Stuart Pimm, an ecologist at Duke University in North Carolina, who studies present day extinctions, said a single woolly mammoth would struggle to survive — and a sufficient herd would need a huge amount of space.
“If you had a woolly mammoth, the only thing you could do is put it in a cage. That seems to be outrageous, you’ve done all this effort to create something for a peep show,” he said. “So how many woolly mammoths would you need? You’d need 50, maybe 100, and you’d need a thousand square kilometres in which to put them.”
James agreed that the mammoths would be “highly social” and need a “strong herd structure”, so Colossal plans to create genetically diverse herds of mammoths to provide it. He said the company is working on identifying rewilding sites with sufficient space for a herd, including conversations with US state governments.
Colossal said it was also working with governments on ideas for preserving endangered species.
Ben Lamm, the serial entrepreneur who is Colossal’s co-founder and chief executive, said Form Bio was just the first of the company’s spinout opportunities.
Colossal created the software behind Form Bio to run its own labs, then sold it to other labs in biotech and academia. Lamm, who sits on its board, said Form Bio is working with other companies on projects such as using machine learning to design drugs, with the opportunity for it to create joint ventures and share revenues.

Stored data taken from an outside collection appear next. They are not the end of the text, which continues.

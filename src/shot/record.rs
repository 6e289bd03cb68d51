// SPDX-License-Identifier: MIT
// © 2025–2026 Christopher Liu

//! Finished shot records handed to the reporters.

use crate::config::TargetConfig;
use crate::error::ShotError;
use crate::geometry::{Location, Point, SensorGeometry};
use crate::solver::Fix;
use crate::timing::{Capture, RawTimers, SensorStatus};

/// Which solve produced the reported position.
#[derive(Copy, Clone, Debug, PartialEq, Eq)]
pub enum Correction {
    /// Planar solve, no sensor height configured.
    Flat,
    /// Slant-corrected.
    Slant,
    /// Slant correction failed; planar solve reported instead.
    Fallback,
}

impl Correction {
    pub fn label(self) -> &'static str {
        match self {
            Correction::Flat => "flat",
            Correction::Slant => "slant",
            Correction::Fallback => "fallback",
        }
    }
}

/// A located shot. Distances in mm, angle in degrees counter-clockwise from `+x`.
#[derive(Copy, Clone, Debug, PartialEq)]
pub struct ShotRecord {
    /// 1-based sequence number.
    pub shot: u32,
    pub x: f64,
    pub y: f64,
    pub radius: f64,
    pub angle: f64,
    pub correction: Correction,
    pub location: Location,
    /// Raw capture counts.
    pub counters: RawTimers,
    /// Range from the reference sensor to the impact, mm.
    pub estimate: f64,
    pub iterations: u32,
    pub score: f64,
}

impl ShotRecord {
    pub fn position(&self) -> Point {
        Point::new(self.x, self.y)
    }
}

/// A shot that could not be located.
#[derive(Copy, Clone, Debug, PartialEq)]
pub struct MissRecord {
    pub shot: u32,
    pub status: SensorStatus,
    pub counters: RawTimers,
    pub reason: ShotError,
}

/// Build the record for a located shot from its physical-frame fix.
pub fn build_hit(
    shot: u32,
    geometry: &SensorGeometry,
    config: &TargetConfig,
    capture: &Capture,
    location: Location,
    fix: &Fix,
    correction: Correction,
) -> ShotRecord {
    let mm = Point::new(
        geometry.counts_to_mm(fix.position.x),
        geometry.counts_to_mm(fix.position.y),
    );
    let p = config.alignment.apply(mm);
    let radius = p.norm();

    ShotRecord {
        shot,
        x: p.x,
        y: p.y,
        radius,
        angle: libm::atan2(p.y, p.x).to_degrees(),
        correction,
        location,
        counters: capture.timers,
        estimate: geometry.counts_to_mm(fix.estimate),
        iterations: fix.iterations,
        score: config.face.score(radius, config.caliber_mm),
    }
}

pub fn build_miss(shot: u32, capture: &Capture, reason: ShotError) -> MissRecord {
    MissRecord {
        shot,
        status: capture.status,
        counters: capture.timers,
        reason,
    }
}

#[cfg(test)]
mod tests {
    use super::*;
    use crate::config::FaceAlignment;
    use crate::geometry::Quadrant;
    use approx::assert_abs_diff_eq;

    fn fix_at(x: f64, y: f64) -> Fix {
        Fix {
            position: Point::new(x, y),
            estimate: 2330.9,
            iterations: 20,
            pairs: 4,
        }
    }

    fn location() -> Location {
        Location {
            quadrant: Quadrant::North,
            sensors: SensorStatus::ALL,
        }
    }

    #[test]
    fn counts_become_millimetres_and_polar() {
        let config = TargetConfig::default();
        let g = SensorGeometry::init_sensors(&config);
        let k = g.counts_per_mm();
        let capture = Capture::new(SensorStatus::ALL, [1, 2, 3, 4]);

        let rec = build_hit(7, &g, &config, &capture, location(), &fix_at(-3.0 * k, -4.0 * k), Correction::Flat);
        assert_eq!(rec.shot, 7);
        assert_abs_diff_eq!(rec.x, -3.0, epsilon = 1e-9);
        assert_abs_diff_eq!(rec.y, -4.0, epsilon = 1e-9);
        assert_abs_diff_eq!(rec.radius, 5.0, epsilon = 1e-9);
        assert_abs_diff_eq!(rec.angle, -126.869_897_645, epsilon = 1e-6);
        assert_abs_diff_eq!(rec.estimate, 2330.9 / k, epsilon = 1e-9);
        assert_abs_diff_eq!(rec.score, 11.0 - 5.0 / 48.25, epsilon = 1e-9);
        assert_eq!(rec.counters, RawTimers([1, 2, 3, 4]));
    }

    #[test]
    fn alignment_is_applied_before_polar() {
        let config = TargetConfig::default().with_alignment(FaceAlignment {
            x_offset_mm: 0.0,
            y_offset_mm: 10.0,
            angle_deg: 0.0,
        });
        let g = SensorGeometry::init_sensors(&config);
        let capture = Capture::default();

        let rec = build_hit(1, &g, &config, &capture, location(), &fix_at(0.0, 0.0), Correction::Slant);
        assert_abs_diff_eq!(rec.y, 10.0, epsilon = 1e-12);
        assert_abs_diff_eq!(rec.radius, 10.0, epsilon = 1e-12);
        assert_abs_diff_eq!(rec.angle, 90.0, epsilon = 1e-12);
    }

    #[test]
    fn miss_keeps_the_capture() {
        let capture = Capture::new(SensorStatus::from_bits(0b0001), [9, 0, 0, 0]);
        let miss = build_miss(3, &capture, ShotError::InsufficientSensors { valid: 1 });
        assert_eq!(miss.status.bits(), 1);
        assert_eq!(miss.counters.get(crate::geometry::Sensor::North), 9);
        assert_eq!(miss.reason.tag(), "sensors");
    }
}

Lamm thinks Colossal can partner with pharma and biotech on using new multiplex editing tools it is developing in humans. Treatments using gene editing techniques like Crispr are being developed for diseases such as sickle cell disease that are caused by a single faulty gene. Multiplex editing could allow the treatment of conditions caused by multiple genes.
Eriona Hysolli, head of biological sciences at Colossal, listed some of the possibilities of gene editing: “With multiplex editing, can you actually target the diseased cells or tissue? Can you target multiple genes at the same time, not just monogenic diseases, but multigenic diseases like diabetes or Alzheimer’s?”

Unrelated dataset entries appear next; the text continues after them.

// SPDX-License-Identifier: MIT
// © 2025–2026 Christopher Liu

//! Shock-wave arrival capture on TIM2.
//!
//! TIM2 free-runs over its full 32-bit range and latches CH1..CH4 (North, East, South, West) on
//! the rising edge of each sensor comparator. A shot is complete once every channel has fired
//! or the window since the first arrival has passed; the snapshot is then handed out relative to
//! the earliest arrival.
//!
//! Reading CCRx clears CCxIF, so each channel's stamp is read exactly once, when its flag is
//! first seen, and held in an [`ArrivalLatch`] until the shot closes.

use stm32f7xx_hal::pac;

use crate::geometry::Sensor;
use crate::timing::{ArrivalLatch, Capture, SensorStatus};

/// CCxIF flags sit in SR bits 1..=4.
const SR_CC_SHIFT: u32 = 1;

pub struct ShotCapture {
    tim: pac::TIM2,
    latch: ArrivalLatch,
}

impl ShotCapture {
    /// Configure TIM2 for four-channel input capture. `prescaler` divides the timer clock down
    /// to the capture tick.
    pub fn tim2(tim2: pac::TIM2, prescaler: u16) -> Self {
        // SAFETY: single read-modify-write of our own enable bit during start-up.
        unsafe { (*pac::RCC::ptr()).apb1enr.modify(|_, w| w.tim2en().set_bit()) };

        let tim = tim2;

        // Disable counter while configuring
        tim.cr1.modify(|_, w| w.cen().clear_bit());

        tim.psc.write(|w| unsafe { w.psc().bits(prescaler) });
        tim.arr.write(|w| w.bits(0xFFFF_FFFF));

        // CH1..CH4 capture from their own inputs, no filter.
        tim.ccmr1_input().modify(|_, w| w.cc1s().ti1().cc2s().ti2());
        tim.ccmr2_input().modify(|_, w| w.cc3s().ti3().cc4s().ti4());

        // Rising edge, capture enabled.
        tim.ccer.modify(|_, w| {
            w.cc1p()
                .clear_bit()
                .cc2p()
                .clear_bit()
                .cc3p()
                .clear_bit()
                .cc4p()
                .clear_bit()
                .cc1e()
                .set_bit()
                .cc2e()
                .set_bit()
                .cc3e()
                .set_bit()
                .cc4e()
                .set_bit()
        });

        // Load the prescaler, then run.
        tim.egr.write(|w| w.ug().set_bit());
        tim.cr1.modify(|_, w| w.cen().set_bit());

        let mut capture = Self {
            tim,
            latch: ArrivalLatch::new(),
        };
        capture.arm();
        capture
    }

    /// Clear every latched channel and wait for the next shot.
    pub fn arm(&mut self) {
        // SAFETY: SR flags are write-zero-to-clear.
        self.tim.sr.write(|w| unsafe { w.bits(0) });
        self.latch.clear();
    }

    #[inline]
    pub fn now(&self) -> u32 {
        self.tim.cnt.read().bits()
    }

    /// Channels whose flag is set and whose stamp has not been read yet.
    pub fn latched(&self) -> SensorStatus {
        SensorStatus::from_bits((self.tim.sr.read().bits() >> SR_CC_SHIFT) as u8)
    }

    fn ccr(&self, sensor: Sensor) -> u32 {
        match sensor {
            Sensor::North => self.tim.ccr1.read().bits(),
            Sensor::East => self.tim.ccr2.read().bits(),
            Sensor::South => self.tim.ccr3.read().bits(),
            Sensor::West => self.tim.ccr4.read().bits(),
        }
    }

    /// Snapshot of a finished shot, or `None` while nothing fired or the window is still open.
    ///
    /// `window` is in capture ticks from the first arrival.
    pub fn poll(&mut self, window: u32) -> Option<Capture> {
        let seen = self.latch.seen();
        for s in self.latched().iter().filter(|&s| !seen.is_valid(s)) {
            let stamp = self.ccr(s);
            self.latch.record(s, stamp);
        }
        self.latch.close(self.now(), window)
    }

    /// Consume the wrapper and return the underlying timer peripheral.
    #[inline]
    pub fn free(self) -> pac::TIM2 {
        self.tim
    }
}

Lamm hopes the 17-person team working on artificial wombs will create technology that could be licensed or spun out into another company to help human reproduction. “It is kind of like Mars. Lots of people are working on Mars and think they will eventually get there. I feel very similar on the ex-utero development side.”
In the meantime, Colossal is working on ways to publicise the project further and earn revenue from media partnerships.
Lamm said every large entertainment studio had contacted Colossal to express interest in filming their work. Several of Colossal’s investors have a background in media, including Tull, who is the former chair and chief executive of Legendary Entertainment.
“We want to educate and inspire by creating mammoths or dodos,” Lamm said.
There may be opportunities to go and look at animals created by Colossal, but James said the company had not decided how much access to give to the public.
He resisted comparisons to Jurassic Park. “That association isn’t my favourite because I think we’re doing this for purposes other than vanity. And also I think we’re probably taking a few more ethical considerations along the way,” he said.
Church, however, thinks the film did scientists a favour by encouraging people to think about what can go wrong. “It vaccinates us against particular scenarios. It is unlikely we’re going to make the exact mistakes they made in Jurassic Park,” he said. “First of all, I’m not in a big rush to do hyper carnivores.”